Category 5: Brief Generation (CloserBrief, Seamless.ai PRO)
What they do: Generate a one-page intelligence brief on a prospect. Not just data (company size, revenue) but narrative. What's their financial direction? What recent hiring signals suggest they're evaluating solutions? What triggers might make them receptive? What's the best angle to take?
What to look for:
- Source breadth: Are they pulling from 5 sources or 50? More sources = more robust signal.
- Narrative quality: Is the brief actionable or generic? Does it reference specific evidence, or does it read like a template?
- Opener inclusion: Do they generate a suggested first call opening with proof of research? That's the differentiator.
- Decision-maker focus: Does the brief include specific intelligence about the person you're calling, not just the company?
Where they fail: If the brief is generic or if the underlying data is stale, it's worse than useless — it's misleading.
How These Categories Work Together (Or Don't)
The traditional stack: Data Provider (Apollo) + Intent Platform (6sense) + Conversation Intelligence (Gong). You get a list, you know when they're buying, and you learn from your calls. Total cost: $80K+/year for a 20-rep team.

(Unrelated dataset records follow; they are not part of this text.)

//! Graceful shutdown coordination via `CancellationToken`.
//!
//! One token fans out to the accept loop, every connection task and the idle
//! session sweeper. Connection tasks observe it and exit their read loop,
//! which unregisters them from the registry like any other disconnect.

use std::time::Duration;

use tokio::task::JoinHandle;
use tokio_util::sync::CancellationToken;
use tracing::{info, warn};

/// Default grace period before outstanding tasks are abandoned.
const DEFAULT_SHUTDOWN_TIMEOUT: Duration = Duration::from_secs(10);

/// Coordinates graceful shutdown across server tasks.
#[derive(Debug, Default)]
pub struct ShutdownCoordinator {
    token: CancellationToken,
}

impl ShutdownCoordinator {
    /// Create a coordinator that has not fired yet.
    pub fn new() -> Self {
        Self::default()
    }

    /// Clone of the shutdown token.
    pub fn token(&self) -> CancellationToken {
        self.token.clone()
    }

    /// Fire the shutdown signal. Idempotent.
    pub fn shutdown(&self) {
        if !self.token.is_cancelled() {
            info!("shutdown requested");
        }
        self.token.cancel();
    }

    /// Whether shutdown has been requested.
    pub fn is_shutting_down(&self) -> bool {
        self.token.is_cancelled()
    }

    /// Fire shutdown when the process receives Ctrl-C.
    pub fn spawn_signal_listener(&self) -> JoinHandle<()> {
        let token = self.token.clone();
        tokio::spawn(async move {
            tokio::select! {
                result = tokio::signal::ctrl_c() => {
                    if let Err(e) = result {
                        warn!(error = %e, "failed to listen for ctrl-c");
                        return;
                    }
                    info!("ctrl-c received");
                    token.cancel();
                }
                () = token.cancelled() => {}
            }
        })
    }

    /// Fire shutdown and wait for `handles` to finish.
    ///
    /// Tasks still running after `timeout` are aborted. Returns `true` when
    /// everything drained in time.
    pub async fn graceful_shutdown(&self, handles: Vec<JoinHandle<()>>, timeout: Option<Duration>) -> bool {
        let timeout = timeout.unwrap_or(DEFAULT_SHUTDOWN_TIMEOUT);
        self.shutdown();
        info!(task_count = handles.len(), timeout_ms = timeout.as_millis() as u64, "draining tasks");

        let aborts: Vec<_> = handles.iter().map(JoinHandle::abort_handle).collect();
        let drain = futures::future::join_all(handles);
        if tokio::time::timeout(timeout, drain).await.is_err() {
            warn!(?timeout, "shutdown timed out, aborting remaining tasks");
            for abort in aborts {
                abort.abort();
            }
            return false;
        }
        true
    }
}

The integrated stack: Brief Generation platform (CloserBrief) that integrates data providers under the hood. You get contact data, intent signals, and a pre-call brief. Total cost: $60K–$120K/year for a 20-rep team, with less operational overhead.
The choice depends on where your team needs help most:
- If your problem is volume: Data provider alone. Buy Apollo, load a list, start calling.

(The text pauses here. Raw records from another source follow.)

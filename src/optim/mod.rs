pub mod adam;
pub mod sgd;

pub use adam::Adam;
pub use sgd::Sgd;

use crate::math::matrix::Matrix;
use crate::network::network::Network;

/// A first-order parameter updater.
///
/// `grads` holds one (weights_grad, biases_grad) pair per layer, in layer
/// order, as produced by `Network::backward`. Implementations mutate the
/// network's parameters in place; any internal state (moment estimates)
/// lives in the optimizer value and persists across steps.
pub trait Optimizer {
    fn step(&mut self, network: &mut Network, grads: Vec<(Matrix, Matrix)>);
}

- If your problem is timing: Intent platform. Know when companies are buying.
- If your problem is call quality: Conversation intelligence. Learn what works.
- If your problem is prospect selection: Prospect scoring or brief generation. Call the right people.
The Hidden Cost: Integration Friction
Most VP Sales underestimate the operational cost of stacking tools. Apollo exports CSVs. 6sense sends alerts to Slack. Gong integrates with Salesforce. Your reps now have five places to look for prospect information.
That friction costs time. And time is exactly what you're trying to save.
The trend in 2026 is toward consolidation. Fewer platforms doing more, rather than many platforms doing one thing. This reduces friction and improves the user experience.
Key Takeaways
- AI sales intelligence has fractured into five categories: data providers, intent platforms, conversation intelligence, prospect scoring, and brief generation.
- Data providers solve "who to call." Intent platforms solve "when to call." Prospect scoring solves "which prospects to prioritise." Brief generation solves "what to say."
- Each category has legitimate value. The question is which problems your team has and what you're willing to pay to solve them.
- Don't over-buy. Most teams need 2–3 tools, not 5–6. Too many tools create integration friction and user confusion.
- The 2026 winner in your stack is whichever tool reduces research time and improves first-call conversion. If it doesn't do both, you're paying for something you don't need.